Nel primo libro, dopo aver ricostruito la vicenda del termine stesso tradizione, dalla polemica illuministica alle nuove forme del tradizionalismo religioso contemporaneo, Prandi affronta la questione di definire la natura della tradizione. La sua tesi è suggestiva: occorre distinguere, egli afferma, la forma dai contenuti. Una cosa è parlare della tradizione come meccanismo sociale di fondazione e rifondazione diacronica della memoria collettiva, un’altra è individuare, di volta in volta, di quali contenuti essa si riempia. In altre parole, una società determinata tende ad identificarsi, accumulando un sapere simbolico che, consciamente o inconsciamente, per imposizione d’autorità o spontaneamente nelle pratiche sociali, consente agli individui di riconoscersi come parte di un tutto, che allora appare come se fosse in possesso di un marchio d origine credibile. La tradizione è il modo con cui crediamo di possedere radici comuni, simboli condivisi, appartenenze lontane. Tutto ciò, nota Prandi, è facilmente dimostrabile nel caso delle religioni etniche (prive di un fondatore ben identificato). In esse appare, infatti, naturale (in realtà, entro regole del gioco sociale ben precise, fissate e presidiate dal corpo degli specialisti del sacro) la fungibilità dei valori religiosi nei valori culturali, che caratterizzano l’ethnos di un popolo o di una civilizzazione (come nel caso dello hinduismo o della “via” dei sikh, ad esempio). Il problema, allora, non è tanto capire come si creino, si conservino o si reinventino i contenuti specifici di una determinata tradizione religiosa: l’analisi storica ci offre esempi a iosa di conflitti fra linee ermeneutiche del nucleo originario del messaggio religioso. Il conflitto diviene, spesso, in ambienti storici diversi, la grammatica generativa di linee diverse dalle quali si dipartano vere e proprie nuove ramificazioni. A volte con una moltiplicazione di tante sub-tradizioni all’interno di un sistema di credenza unitario all’origine quante sono le micro-chiese o le molte sette che si succedono nel tempo, teoricamente senza “por limite alla Provvidenza”; altre volte, con la formazione di vere e proprie tradizioni alternative, anche se nominalmente riconducibili a dun comune ceppo di credenza (come nel caso del sunnismo e dello sciismo nel mondo musulmano).

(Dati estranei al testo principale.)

//! Top-level application orchestration.
//!
//! `src/main.rs` is intentionally tiny; this module is the "real main" that:
//! - parses CLI arguments
//! - runs the pipeline stages the subcommand asks for
//! - prints report tables
//! - writes optional CSV/JSON artifacts

use std::path::Path;

use clap::Parser;
use tracing_subscriber::EnvFilter;

use crate::cli::{Command, RunArgs, SampleArgs};
use crate::domain::{AttributeKind, BandRule, PipelineConfig};
use crate::error::AppError;

pub mod pipeline;

use pipeline::{RunOutput, Stages};

/// Entry point for the `stars` binary.
pub fn run() -> Result<(), AppError> {
    // Stage diagnostics go to stderr via tracing (RUST_LOG controls the
    // level); report tables stay on stdout.
    tracing_subscriber::fmt()
        .with_env_filter(EnvFilter::try_from_default_env().unwrap_or_else(|_| EnvFilter::new("info")))
        .with_writer(std::io::stderr)
        .init();

    let cli = crate::cli::Cli::parse();
    match cli.command {
        Command::Run(args) => handle_pipeline(args, Stages::Full),
        Command::Threshold(args) => handle_pipeline(args, Stages::ThresholdOnly),
        Command::Decompose(args) => handle_pipeline(args, Stages::DecomposeOnly),
        Command::Sample(args) => handle_sample(args),
    }
}

fn handle_pipeline(args: RunArgs, stages: Stages) -> Result<(), AppError> {
    let config = pipeline_config_from_args(&args);
    let output = pipeline::run_pipeline(&config, stages)?;

    print_report(&config, &output);

    if let Some(out_dir) = &config.out_dir {
        export_artifacts(out_dir, &config, &output)?;
        println!("Artifacts written to {}", out_dir.display());
    }
    Ok(())
}

fn handle_sample(args: SampleArgs) -> Result<(), AppError> {
    let summary = crate::data::sample::generate_sample(&crate::data::sample::SampleConfig {
        out_dir: args.out_dir,
        contracts: args.contracts,
        counties: args.counties,
        years: args.years,
        seed: args.seed,
    })?;
    println!(
        "Generated {} contracts over {} counties:",
        summary.contracts, summary.counties
    );
    for file in &summary.files {
        println!("  {}", file.display());
    }
    Ok(())
}

fn print_report(config: &PipelineConfig, output: &RunOutput) {
    print!("{}", crate::report::format_run_header(config));
    println!();
    print!("{}", crate::report::format_weight_qc(&output.weight_qc));
    println!();
    print!(
        "{}",
        crate::report::format_coverage(
            AttributeKind::Poverty.display_name(),
            &crate::exposure::coverage_summary(&output.exposures.poverty)
        )
    );
    print!(
        "{}",
        crate::report::format_coverage(
            AttributeKind::Rural.display_name(),
            &crate::exposure::coverage_summary(&output.exposures.rural)
        )
    );
    print!(
        "{}",
        crate::report::format_coverage(
            &format!(
                "{} (designated share)",
                AttributeKind::Shortage.display_name()
            ),
            &crate::exposure::coverage_summary(&output.exposures.shortage)
        )
    );
    print!(
        "{}",
        crate::report::format_out_of_scope(
            AttributeKind::Poverty.display_name(),
            &output.exposures.poverty,
            20
        )
    );

    if let Some(threshold) = &output.threshold {
        println!();
        print!(
            "{}",
            crate::report::format_band_estimates(&threshold.point_estimates, &config.band)
        );
        println!();
        print!(
            "{}",
            crate::report::format_bootstrap(&threshold.bootstrap, &config.band)
        );
        println!();
        print!("{}", crate::report::format_logit_reports(&threshold.logits));
    }

    if let Some(model) = &output.model {
        println!();
        print!(
            "{}",
            crate::report::format_ordinal_report(
                &model.decomposition.report,
                &model.decomposition.cross_check
            )
        );
        println!();
        print!(
            "{}",
            crate::report::format_decomposition_summary(&model.decomposition.results)
        );
        println!();
        print!("{}", crate::report::format_bucket_summary(&model.buckets));
        println!();
        print!(
            "{}",
            crate::report::format_opportunity_list(&model.opportunity)
        );
        for table in &model.decile_tables {
            println!();
            print!("{}", crate::report::format_decile_table(table));
        }
        println!();
        print!("{}", crate::report::format_metadata(&model.metadata));
    }
}

fn export_artifacts(
    out_dir: &Path,
    config: &PipelineConfig,
    output: &RunOutput,
) -> Result<(), AppError> {
    std::fs::create_dir_all(out_dir).map_err(|e| {
        AppError::input(format!(
            "Failed to create output dir '{}': {e}",
            out_dir.display()
        ))
    })?;

    crate::io::export::write_weights_csv(&out_dir.join("contract_county_weights.csv"), &output.weights)?;
    crate::io::export::write_exposure_csv(
        &out_dir.join("poverty_exposure.csv"),
        &output.exposures.poverty,
    )?;
    crate::io::export::write_exposure_csv(
        &out_dir.join("rural_exposure.csv"),
        &output.exposures.rural,
    )?;
    crate::io::export::write_exposure_csv(
        &out_dir.join("shortage_exposure.csv"),
        &output.exposures.shortage,
    )?;
    crate::io::export::write_concentration_csv(
        &out_dir.join("geo_concentration.csv"),
        &output.concentration,
    )?;

    if let Some(threshold) = &output.threshold {
        crate::io::export::write_bootstrap_csv(
            &out_dir.join("bootstrap_summary.csv"),
            &threshold.bootstrap,
            &config.band,
        )?;
        crate::io::export::write_logit_csv(
            &out_dir.join("threshold_odds_ratios.csv"),
            &threshold.logits,
        )?;
    }

    if let Some(model) = &output.model {
        crate::io::export::write_frame_csv(&out_dir.join("model_frame.csv"), &model.frame)?;
        crate::io::export::write_decomposition_csv(
            &out_dir.join("decomposition.csv"),
            &model.decomposition.results,
            config.residual_tolerance,
        )?;
        crate::io::export::write_ordinal_csv(
            &out_dir.join("ordinal_coefficients.csv"),
            &model.decomposition.report,
        )?;
        crate::io::export::write_bucket_csv(
            &out_dir.join("residual_buckets.csv"),
            &model.buckets,
        )?;
        crate::io::export::write_opportunity_csv(
            &out_dir.join("opportunity_list.csv"),
            &model.opportunity,
        )?;
        for table in &model.decile_tables {
            if let Some(first) = table.first() {
                let name = format!(
                    "deciles_{}.csv",
                    first.feature.display_name().replace([' ', '(', ')'], "_")
                );
                crate::io::export::write_decile_csv(&out_dir.join(name), table)?;
            }
        }
        crate::io::export::write_metadata_json(
            &out_dir.join("run_metadata.json"),
            &model.metadata,
        )?;
    }

    Ok(())
}

pub fn pipeline_config_from_args(args: &RunArgs) -> PipelineConfig {
    PipelineConfig {
        enrollment_paths: args.enrollment.clone(),
        ratings_paths: args.ratings.clone(),
        poverty_path: args.poverty.clone(),
        rural_path: args.rural.clone(),
        shortage_path: args.shortage.clone(),
        out_dir: args.out_dir.clone(),
        poverty_lag_years: args.poverty_lag,
        band: BandRule {
            lower: args.band_lower,
            cut: args.band_cut,
            upper: args.band_upper,
        },
        bootstrap_draws: args.draws,
        seed: args.seed,
        min_band_contracts: args.min_band_contracts,
        residual_tolerance: args.residual_tolerance,
        opportunity_slice: (args.opportunity_lower, args.opportunity_upper),
        opportunity_top_n: args.top,
    }
}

Il tema della religione popolare, di cui si parla nel secondo libro di cui stiamo rendendo conto, può essere considerato, una controprova della tesi argomentata fin qui dall’autore. Infatti, per Prandi, la religione popolare non costituisce un relitto del passato in balia delle onde del tempo. Essa, invece, appare in grado di riproporsi anche nella società della tarda modernità. L’autore lo sostiene con lucidità quando scrive:
“la rivalorizzazione della religione popolare partecipa sovente di una volontà di manifestare la condivisione di esperienze concrete comuni, ‘il vissuto insieme’, ciò che Baudrillard ha chiamato la logica simbolica, che insiste sulla relazione affettiva verso gli altri, contrapposta a quella che lo stesso autore chiama la logica del segno che sottolinea le differenze in quanto si fondano su delle relazioni astratte, staccate dal vissuto” (p. 7).

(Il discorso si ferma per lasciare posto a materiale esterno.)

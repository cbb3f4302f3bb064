//! Shared domain types.
//!
//! These types are intentionally kept lightweight and serializable so they can be:
//!
//! - used in-memory across pipeline stages
//! - exported to JSON/CSV artifacts
//! - reloaded later by downstream reporting tools

use std::path::PathBuf;

use serde::{Deserialize, Serialize};

/// One staged enrollment row: a plan-level enrollment count attributed to a
/// county for a given rating year.
///
/// Multiple plan-level rows for the same (contract, year, county) are summed
/// during weighting; this type carries them as delivered by staging.
#[derive(Debug, Clone, Serialize, Deserialize)]
pub struct EnrollmentRecord {
    pub contract_id: String,
    pub year: i32,
    /// 5-digit FIPS, zero-padded by ingest.
    pub county_fips: String,
    pub enrollment: i64,
}

/// A within-contract-year enrollment weight for one county.
///
/// Invariant: for a fixed (contract_id, year), `w_enroll` sums to 1.0 within
/// 1e-6 over all rows, and every row has `enrollment > 0`. Rows with
/// non-positive enrollment are dropped before the denominator is computed,
/// so they never appear here at all.
#[derive(Debug, Clone, Serialize, Deserialize)]
pub struct ContractCountyWeight {
    pub contract_id: String,
    pub year: i32,
    pub county_fips: String,
    pub enrollment: i64,
    pub contract_year_total_enrollment: i64,
    pub w_enroll: f64,
}

/// A county-level structural attribute value, keyed by the attribute's own
/// vintage year (not the contract's rating year).
///
/// `year` is `None` for single-vintage attributes (rural classification,
/// shortage scores) that do not vary rating-year-to-year in source data.
#[derive(Debug, Clone, Serialize, Deserialize)]
pub struct CountyAttribute {
    pub county_fips: String,
    pub year: Option<i32>,
    pub value: f64,
}

/// The structural attributes a contract-year can be exposed to.
#[derive(Debug, Clone, Copy, PartialEq, Eq, Serialize, Deserialize)]
#[serde(rename_all = "lowercase")]
pub enum AttributeKind {
    /// County poverty rate, joined with a one-year lag by default.
    Poverty,
    /// Binary rural indicator; exposure is the weighted rural population share.
    Rural,
    /// Clinician-shortage score. Counties without a designation are explicit
    /// zeros, so this exposure skips renormalization.
    Shortage,
}

impl AttributeKind {
    pub fn display_name(self) -> &'static str {
        match self {
            AttributeKind::Poverty => "poverty",
            AttributeKind::Rural => "rural",
            AttributeKind::Shortage => "shortage",
        }
    }
}

/// One contract-year exposure to a single attribute kind.
///
/// `out_of_scope == true` iff `coverage_weight_share == 0` iff `exposure` is
/// `None`: a coverage failure must never masquerade as a zero-valued
/// exposure. For the shortage attribute, `coverage_weight_share` holds the
/// designated-weight share and an exposure of 0.0 is a real value.
#[derive(Debug, Clone, Serialize, Deserialize)]
pub struct ContractYearExposure {
    pub contract_id: String,
    pub contract_year: i32,
    pub total_enrollment: i64,
    pub exposure: Option<f64>,
    pub coverage_weight_share: f64,
    pub out_of_scope: bool,
    /// Number of weight rows in the contract-year.
    pub counties_total: usize,
    /// Number of weight rows with a matching attribute row.
    pub counties_matched: usize,
}

/// Geographic concentration of a contract-year's enrollment, derived from
/// the weight distribution alone (no external join).
#[derive(Debug, Clone, Serialize, Deserialize)]
pub struct GeoConcentration {
    pub contract_id: String,
    pub contract_year: i32,
    pub hhi: f64,
    pub entropy: f64,
    pub top1_share: f64,
    pub top5_share: f64,
    pub n_counties: usize,
}

/// One observed overall rating for a contract-year.
///
/// The engine never hardcodes the rating scale; the ordered level set is
/// derived from observed data at fit time.
#[derive(Debug, Clone, Serialize, Deserialize)]
pub struct RatingRecord {
    pub contract_id: String,
    pub contract_year: i32,
    pub rating: f64,
}

/// Structural-vs-operational split for one modeled contract-year.
#[derive(Debug, Clone, Serialize, Deserialize)]
pub struct DecompositionResult {
    pub contract_id: String,
    pub contract_year: i32,
    pub observed_rating: f64,
    /// Probability-weighted expectation over the observed level set, not the
    /// arg-max class.
    pub expected_rating: f64,
    /// `observed_rating - expected_rating`.
    pub residual: f64,
}

/// The configurable near-threshold banding rule.
///
/// Defaults reproduce the 4-star cutoff study: lower band [3.5, 4.0), upper
/// band [4.0, 4.5].
#[derive(Debug, Clone, Copy, Serialize, Deserialize)]
pub struct BandRule {
    pub lower: f64,
    pub cut: f64,
    pub upper: f64,
}

impl Default for BandRule {
    fn default() -> Self {
        Self {
            lower: 3.5,
            cut: 4.0,
            upper: 4.5,
        }
    }
}

impl BandRule {
    pub fn classify(&self, rating: f64) -> ThresholdBand {
        if rating >= self.lower && rating < self.cut {
            ThresholdBand::BelowCut
        } else if rating >= self.cut && rating <= self.upper {
            ThresholdBand::AboveCut
        } else {
            ThresholdBand::Outside
        }
    }

    pub fn band_label(&self, band: ThresholdBand) -> String {
        match band {
            ThresholdBand::BelowCut => format!("[{:.1},{:.1})", self.lower, self.cut),
            ThresholdBand::AboveCut => format!("[{:.1},{:.1}]", self.cut, self.upper),
            ThresholdBand::Outside => "outside".to_string(),
        }
    }
}

/// Where a rating falls relative to the configured cutoff bands.
#[derive(Debug, Clone, Copy, PartialEq, Eq, PartialOrd, Ord, Hash, Serialize, Deserialize)]
#[serde(rename_all = "snake_case")]
pub enum ThresholdBand {
    BelowCut,
    AboveCut,
    Outside,
}

/// How band means are weighted in the contrast statistics.
#[derive(Debug, Clone, Copy, PartialEq, Eq, Serialize, Deserialize)]
#[serde(rename_all = "snake_case")]
pub enum WeightScheme {
    Unweighted,
    /// Weighted by contract-year total enrollment (not `w_enroll`).
    EnrollmentWeighted,
}

impl WeightScheme {
    pub fn display_name(self) -> &'static str {
        match self {
            WeightScheme::Unweighted => "unweighted",
            WeightScheme::EnrollmentWeighted => "enrollment-weighted",
        }
    }
}

/// Operational-residual classification, relative to a symmetric tolerance.
#[derive(Debug, Clone, Copy, PartialEq, Eq, PartialOrd, Ord, Hash, Serialize, Deserialize)]
#[serde(rename_all = "snake_case")]
pub enum ResidualBucket {
    /// Residual at or below -tolerance: execution opportunity.
    Underperformance,
    /// Within ±tolerance of the structural expectation.
    NearExpectation,
    /// Residual at or above +tolerance: observed rating beats the structural
    /// expectation.
    Overperformance,
}

impl ResidualBucket {
    pub fn classify(residual: f64, tolerance: f64) -> Self {
        if residual >= tolerance {
            ResidualBucket::Overperformance
        } else if residual <= -tolerance {
            ResidualBucket::Underperformance
        } else {
            ResidualBucket::NearExpectation
        }
    }

    pub fn display_name(self) -> &'static str {
        match self {
            ResidualBucket::Overperformance => "operational overperformance",
            ResidualBucket::Underperformance => "operational underperformance",
            ResidualBucket::NearExpectation => "near expectation",
        }
    }
}

/// Metadata stamped on every run's exported artifacts.
///
/// `ordinal_fit_weighted` is always `false` today: the decomposition fit is
/// unweighted by design while the near-threshold logistic models are also
/// run enrollment-weighted. The flag exists so downstream readers see the
/// policy instead of rediscovering the asymmetry.
#[derive(Debug, Clone, Serialize, Deserialize)]
pub struct RunMetadata {
    pub tool: String,
    pub generated_at: chrono::NaiveDate,
    pub seed: u64,
    pub bootstrap_draws: usize,
    pub poverty_lag_years: i32,
    pub band: BandRule,
    /// Observed rating level set the ordinal fit derived.
    pub levels: Vec<f64>,
    pub n_modeled: usize,
    pub ordinal_fit_weighted: bool,
    pub weighting_note: String,
}

/// A full run's configuration as understood by the pipeline.
///
/// This is derived from CLI flags (plus defaults) and threaded through every
/// stage entry point; no stage reads ambient global state.
#[derive(Debug, Clone)]
pub struct PipelineConfig {
    /// Staged enrollment extracts (one per rating year is typical).
    pub enrollment_paths: Vec<PathBuf>,
    /// Staged rating extracts.
    pub ratings_paths: Vec<PathBuf>,
    pub poverty_path: PathBuf,
    pub rural_path: PathBuf,
    pub shortage_path: PathBuf,

    /// Directory for CSV/JSON artifacts; `None` prints reports only.
    pub out_dir: Option<PathBuf>,

    /// Contract-year t uses poverty vintage t - lag.
    pub poverty_lag_years: i32,

    pub band: BandRule,
    pub bootstrap_draws: usize,
    pub seed: u64,
    /// A band-year with fewer distinct contracts than this is skipped for
    /// resampling and flagged.
    pub min_band_contracts: usize,

    /// Symmetric residual-bucket tolerance (stars).
    pub residual_tolerance: f64,
    /// Rating slice [lo, hi] for the opportunity list.
    pub opportunity_slice: (f64, f64),
    /// Number of most-negative residuals to keep in the opportunity list.
    pub opportunity_top_n: usize,
}

#[cfg(test)]
mod tests {
    use super::*;

    #[test]
    fn band_rule_classifies_edges() {
        let rule = BandRule::default();
        assert_eq!(rule.classify(3.5), ThresholdBand::BelowCut);
        assert_eq!(rule.classify(3.9), ThresholdBand::BelowCut);
        assert_eq!(rule.classify(4.0), ThresholdBand::AboveCut);
        assert_eq!(rule.classify(4.5), ThresholdBand::AboveCut);
        assert_eq!(rule.classify(3.0), ThresholdBand::Outside);
        assert_eq!(rule.classify(5.0), ThresholdBand::Outside);
    }

    #[test]
    fn residual_bucket_tolerance_is_inclusive() {
        assert_eq!(
            ResidualBucket::classify(0.25, 0.25),
            ResidualBucket::Overperformance
        );
        assert_eq!(
            ResidualBucket::classify(-0.25, 0.25),
            ResidualBucket::Underperformance
        );
        assert_eq!(
            ResidualBucket::classify(0.1, 0.25),
            ResidualBucket::NearExpectation
        );
    }
}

Si potrebbe affermare che la religione popolare è l’equivalente della nozione sociologica di localismo: una credenza collettiva che ha messo radici in un luogo, in un territorio, in una comunità locale appunto, credenza che perciò, vitalmente, riesce a riprodursi nel tempo e che facilmente valica i confini istituzionali che dividono il sacro dal profano, l’ordinario dallo straordinario, la tradizione autorevole dalle pratiche tradizionali, popolari appunto. Nella società moderna e della tarda modernità queste pratiche non sono più confinate all’ambiente contadino (che spesso non esiste più, grazie ai profondi rivolgimenti tecnologici e produttivi avvenuto nel lavoro dei campi) o a quelli che Gramsci chiamava i ceti subalterni (essendosi ridotti di molto i confini fra i ceti tradizionali nella moderna società dei consumi di massa, che tende a livellare i gusti e gli stili di vita di tutti coloro che ingrossano, invece, al centro la gaussiana della stratificazione sociale). Esse vengono riscoperte e appropriate da diversi attori sociali, perché, ed è questa la tesi centrale del libro di Prandi, la religione popolare non ha a più a che fare con le divisioni di classe, ma piuttosto con le funzioni che essa assolve in una situazione sociale esposta al rischio (per riprendere una categoria cara al sociologo tedesco Ulrich Beck), com’è quella della società contemporanea. Si tratta, in particolare, della “modalità antropologica di copertura delle zone in cui il rapporto tra coscienza, individuale o collettiva, e mondo o non possiede un quadro di autofondazione, oppure, essendo questo entrato in crisi, appare inadeguato a garantire l’identità socioculturale – l’ubi consistam – del gruppo” (p. 21). Perciò Prandi preferisce parlare, a questo proposito, di metapopolare per marcare una distinzione concettuale netta con la nozione corrente di religione popolare. Quest’ultima, nelle sue varie espressioni, è sempre stata ambivalente: forma di credenza non istituzionale, che spesso però si è lasciata docilmente ricondurre “all’ovile”; pressione dal basso di domande di senso e di produzione di simboli non sempre facilmente riconducibili ai sistemi di credenza codificati (basti pensare alla dialettica conflittuale fra culto dei santi e primato della Legge nell’islam ortodosso); involucro riempito di volta in volta di significati legati a culti locali preesistenti, vanamente sottoposti al processo di purificazione e convalida da parte di un’istituzione religiosa e così via.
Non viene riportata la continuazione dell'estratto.